Ryanair, nuovi aerei a Malpensa nel 2017

La Prealpina - 21/04/2016

Quattro rotte inaugurate lo scorso dicembre (Bucarest, Comiso, Londra e Siviglia), altre cinque (Bruxelles, Sofia, Gran Canaria, Porto e Catania) già annunciate che apriranno nel corso dell’anno. Per ora la presenza di Ryanair a Malpensa si ferma qui. Per ora. Perché l’avanzata in brughiera continuerà, ma non prima della primavera 2017, quando arriveranno i nuovi aerei. Quelli presenti oggi in flotta, 330 Boeing 737, sono già piazzati altrove. Dunque, anche volendo, la regina delle low cost si trova costretta a frenare la conquista del Terminal 1.
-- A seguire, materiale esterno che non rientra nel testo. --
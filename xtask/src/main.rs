// Copyright (C) 2024-2025 Fred Clausen and the ratatui project contributors
// Use of this source code is governed by an MIT-style
// license that can be found in the LICENSE file or at
// https://opensource.org/licenses/MIT.

//! # xtask
//!
//! Developer automation for the roombook workspace.
//!
//! `cargo test` exercises everything against `SQLite` and needs no services.
//! The MariaDB commands are opt-in: they start a throwaway Docker container,
//! point the ignored backend tests (or the schema parity check) at it and
//! remove it again whether or not the run succeeds.

#![deny(
    clippy::pedantic,
    clippy::nursery,
    clippy::style,
    clippy::correctness,
    clippy::all
)]

mod mariadb;
mod schema;

use cargo_metadata::MetadataCommand;
use clap::{Parser, Subcommand};
use clap_verbosity_flag::{InfoLevel, Verbosity};
use color_eyre::{eyre::Context, Result};
use duct::cmd;
use tracing::level_filters::LevelFilter;
use tracing_log::AsTrace;

use crate::mariadb::MariaDbContainer;

/// Persistence crate holding the ignored backend validation tests.
const PERSISTENCE_PACKAGE: &str = "roombook-persistence";

fn main() -> Result<()> {
    color_eyre::install()?;
    let args = Args::parse();
    tracing_subscriber::fmt()
        .with_max_level(args.log_level())
        .without_time()
        .init();

    if let Err(err) = args.command.run() {
        tracing::error!("{err:?}");
        std::process::exit(1);
    }
    Ok(())
}

#[derive(Debug, Parser)]
#[command(bin_name = "cargo xtask", styles = clap_cargo::style::CLAP_STYLING)]
struct Args {
    #[command(subcommand)]
    command: Command,

    #[command(flatten)]
    verbosity: Verbosity<InfoLevel>,
}

impl Args {
    fn log_level(&self) -> LevelFilter {
        self.verbosity.log_level_filter().as_trace()
    }
}

#[derive(Clone, Debug, Subcommand)]
enum Command {
    /// Run CI checks (lint, build, test)
    CI,

    /// Build the workspace
    #[command(visible_alias = "b")]
    Build,

    /// Run cargo check
    #[command(visible_alias = "c")]
    Check,

    /// Lint clippy, docs and formatting
    #[command(visible_alias = "l")]
    Lint,

    /// Run clippy with warnings denied
    #[command(visible_alias = "cl")]
    LintClippy,

    /// Build docs with warnings denied
    #[command(visible_alias = "d")]
    LintDocs,

    /// Check formatting
    #[command(visible_alias = "lf")]
    LintFormatting,

    /// Apply formatting
    #[command(visible_alias = "fmt")]
    FixFormatting,

    /// Run lib and doc tests
    #[command(visible_alias = "t")]
    Test,

    /// Run lib tests
    #[command(visible_alias = "tl")]
    TestLibs,

    /// Run doc tests
    #[command(visible_alias = "td")]
    TestDocs,

    /// Run the ignored backend tests against a `MariaDB` container
    #[command(visible_alias = "tm")]
    TestMariadb,

    /// Compare the `SQLite` and `MySQL` migration sets on a `MariaDB` container
    #[command(visible_alias = "vm")]
    VerifyMigrations,
}

impl Command {
    fn run(self) -> Result<()> {
        match self {
            Self::CI => ci(),
            Self::Build => run_cargo(&["build", "--all-targets", "--all-features"]),
            Self::Check => run_cargo(&["check", "--all-targets", "--all-features"]),
            Self::Lint => lint(),
            Self::LintClippy => lint_clippy(),
            Self::LintDocs => lint_docs(),
            Self::LintFormatting => run_cargo_nightly(&["fmt", "--all", "--check"]),
            Self::FixFormatting => run_cargo_nightly(&["fmt", "--all"]),
            Self::Test => test(),
            Self::TestLibs => test_libs(),
            Self::TestDocs => test_docs(),
            Self::TestMariadb => test_mariadb(),
            Self::VerifyMigrations => verify_migrations(),
        }
    }
}

/// Everything a pull request must pass. Container-backed checks run last.
fn ci() -> Result<()> {
    lint()?;
    run_cargo(&["build", "--all-targets", "--all-features"])?;
    test()?;
    test_mariadb()?;
    verify_migrations()
}

fn lint() -> Result<()> {
    lint_clippy()?;
    lint_docs()?;
    run_cargo_nightly(&["fmt", "--all", "--check"])
}

fn lint_clippy() -> Result<()> {
    run_cargo(&[
        "clippy",
        "--all-targets",
        "--all-features",
        "--",
        "-D",
        "warnings",
    ])
}

/// Builds docs for each default member with docs.rs flags.
fn lint_docs() -> Result<()> {
    let meta = MetadataCommand::new()
        .exec()
        .wrap_err("failed to get cargo metadata")?;

    for package in meta.workspace_default_packages() {
        cmd(
            "cargo",
            [
                "doc",
                "--no-deps",
                "--all-features",
                "--package",
                &package.name,
            ],
        )
        .env_remove("CARGO")
        .env("RUSTUP_TOOLCHAIN", "nightly")
        .env("RUSTDOCFLAGS", "--cfg docsrs -D warnings")
        .run_with_trace()?;
    }

    Ok(())
}

fn test() -> Result<()> {
    test_libs()?;
    test_docs()
}

fn test_libs() -> Result<()> {
    run_cargo(&["test", "--all-targets", "--all-features"])
}

fn test_docs() -> Result<()> {
    run_cargo(&["test", "--doc", "--all-features"])
}

/// Runs the persistence crate's ignored backend tests on `MariaDB`.
///
/// The tests read `DATABASE_URL` and only run when
/// `ROOMBOOK_TEST_BACKEND=mariadb`. They share one database, so they run on a
/// single thread.
fn test_mariadb() -> Result<()> {
    tracing::info!("Starting MariaDB backend validation");
    let container = MariaDbContainer::start("roombook-test-mariadb", "roombook_test", 3307)?;

    let result = cmd!(
        "cargo",
        "test",
        "--package",
        PERSISTENCE_PACKAGE,
        "backend_validation_tests",
        "--",
        "--ignored",
        "--test-threads=1"
    )
    .env("DATABASE_URL", container.database_url())
    .env("ROOMBOOK_TEST_BACKEND", "mariadb")
    .run_with_trace();

    drop(container);
    result.wrap_err("MariaDB backend validation tests failed")?;

    tracing::info!("MariaDB backend validation passed");
    Ok(())
}

/// Applies both migration sets and compares the resulting schemas.
fn verify_migrations() -> Result<()> {
    tracing::info!("Starting schema parity verification");
    let container = MariaDbContainer::start("roombook-verify-migrations", "roombook_verify", 3308)?;

    let sqlite = schema::migrated_sqlite_schema()?;
    let mysql = schema::migrated_mysql_schema(&container.database_url(), container.database())?;
    let mismatches: Vec<String> = schema::diff_schemas(&sqlite, &mysql);

    drop(container);

    if mismatches.is_empty() {
        tracing::info!(tables = sqlite.len(), "Schema parity verified");
        Ok(())
    } else {
        Err(color_eyre::eyre::eyre!(
            "Schema parity check failed:\n{}",
            mismatches.join("\n")
        ))
    }
}

fn run_cargo(args: &[&str]) -> Result<()> {
    cmd("cargo", args).run_with_trace()?;
    Ok(())
}

fn run_cargo_nightly(args: &[&str]) -> Result<()> {
    cmd("cargo", args)
        // set by cargo when running a subcommand; it would pin the toolchain
        .env_remove("CARGO")
        .env("RUSTUP_TOOLCHAIN", "nightly")
        .run_with_trace()?;
    Ok(())
}

/// An extension trait for `duct::Expression` that logs the command being run
/// before running it.
trait ExpressionExt {
    /// Run the command and log the command being run
    fn run_with_trace(&self) -> std::io::Result<std::process::Output>;
}

impl ExpressionExt for duct::Expression {
    fn run_with_trace(&self) -> std::io::Result<std::process::Output> {
        tracing::info!("running command: {:?}", self);
        self.run().inspect_err(|_| {
            tracing::error!("failed to run command: {:?}", self);
        })
    }
}
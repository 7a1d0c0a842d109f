// Copyright (C) 2026 Fred Clausen
// Use of this source code is governed by an MIT-style
// license that can be found in the LICENSE file or at
// https://opensource.org/licenses/MIT.

use diesel::prelude::*;
use diesel::{MysqlConnection, SqliteConnection};
use roombook_domain::{ReservationState, TimeRange};
use tracing::info;

use super::current_timestamp;
use crate::backend::PersistenceBackend;
use crate::diesel_schema::reservations;
use crate::error::PersistenceError;

backend_fn! {
/// Inserts a reservation row in the given state.
///
/// Performs no conflict or access check; use the booking transaction for
/// user-facing creates.
///
/// # Errors
///
/// Returns an error if the insert fails.
pub fn insert_reservation(
    conn: &mut _,
    user_id: i64,
    room_id: i64,
    range: &TimeRange,
    description: Option<&str>,
    state: ReservationState,
) -> Result<i64, PersistenceError> {
    diesel::insert_into(reservations::table)
        .values((
            reservations::room_id.eq(room_id),
            reservations::user_id.eq(user_id),
            reservations::start_at.eq(range.start_unix()),
            reservations::end_at.eq(range.end_unix()),
            reservations::description.eq(description),
            reservations::state.eq(state.as_str()),
            reservations::created_at.eq(current_timestamp()?),
        ))
        .execute(conn)?;

    let reservation_id: i64 = conn.get_last_insert_rowid()?;

    info!(reservation_id, room_id, user_id, state = state.as_str(), "Reservation inserted");
    Ok(reservation_id)
}
}

backend_fn! {
/// Deletes a reservation row.
///
/// # Errors
///
/// Returns `PersistenceError::NotFound` if the reservation does not exist.
pub fn delete_reservation_row(conn: &mut _, reservation_id: i64) -> Result<(), PersistenceError> {
    let rows_affected: usize = diesel::delete(reservations::table)
        .filter(reservations::reservation_id.eq(reservation_id))
        .execute(conn)?;

    if rows_affected == 0 {
        return Err(PersistenceError::NotFound(format!(
            "Reservation with ID {reservation_id} not found"
        )));
    }

    info!(reservation_id, "Reservation deleted");
    Ok(())
}
}
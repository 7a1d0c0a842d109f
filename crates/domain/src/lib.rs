// Copyright (C) 2026 Fred Clausen
// Use of this source code is governed by an MIT-style
// license that can be found in the LICENSE file or at
// https://opensource.org/licenses/MIT.

//! Domain types and rules for the room booking service.
//!
//! Everything here is pure: no I/O, no clocks. Callers pass `now` and the
//! already-loaded reservations explicitly.

#![deny(
    clippy::pedantic,
    clippy::cargo,
    clippy::nursery,
    clippy::style,
    clippy::correctness,
    clippy::all,
    clippy::suspicious,
    clippy::complexity,
    clippy::perf,
    clippy::unwrap_used,
    clippy::expect_used
)]
#![allow(clippy::multiple_crate_versions)]

mod access;
mod conflict;
mod error;
mod interval;
mod types;
mod validation;

#[cfg(test)]
mod tests;

pub use access::AccessScope;
pub use conflict::{ReservationSlot, find_conflict, has_conflict};
pub use error::DomainError;
pub use interval::TimeRange;
pub use types::{Pin, ReservationState, Role, WeeklyWindow, parse_time_of_day};
pub use validation::{
    validate_building_fields, validate_color, validate_email, validate_room_fields,
    validate_user_fields,
};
E’questa la sintesi dell’incontro tra i giornalisti e il numero uno di Ryanair, l’eccentrico Michael O’Leary (nella foto), arrivato ieri a Milano per annunciare il record di prenotazioni anticipate per la programmazione estiva 2016 a Malpensa e Orio al Serio, numeri che consentiranno di sfondare il muro dei 10milioni di passeggeri all’anno sui due aeroporti lombardi. O’Leary ha evidenziato come la forte crescita nelle principali città italiane, Milano e Roma, continuerà, mentre il traffico scenderà nei numerosi aeroporti italiani regionali e delle isole a seguito della decisione del governo di aumentare la tassa d’imbarco (passata a gennaio da 6,5 a 9 euro). La recentissima apertura del ministro Graziano Delrio(Trasporti), però, potrebbe fargli cambiare idea: «Tassare i visitatori in Italia per creare un fondo che vada a pagare le pensioni e la riqualificazione professionale degli ex piloti Alitalia creerà un danno incalcolabile al turismo e al lavoro italiani. Sosteniamo la convinzione del ministro Delrio secondo cui, abbassando la tassa municipale e ridisegnando le linee guida per permettere agli aeroporti regionali e delle isole di competere con i rivali delle grandi città, si apra la via per sbloccare ulteriori investimenti in aeromobili, nuove rotte, nuovi posti di lavoro e nuovi visitatori».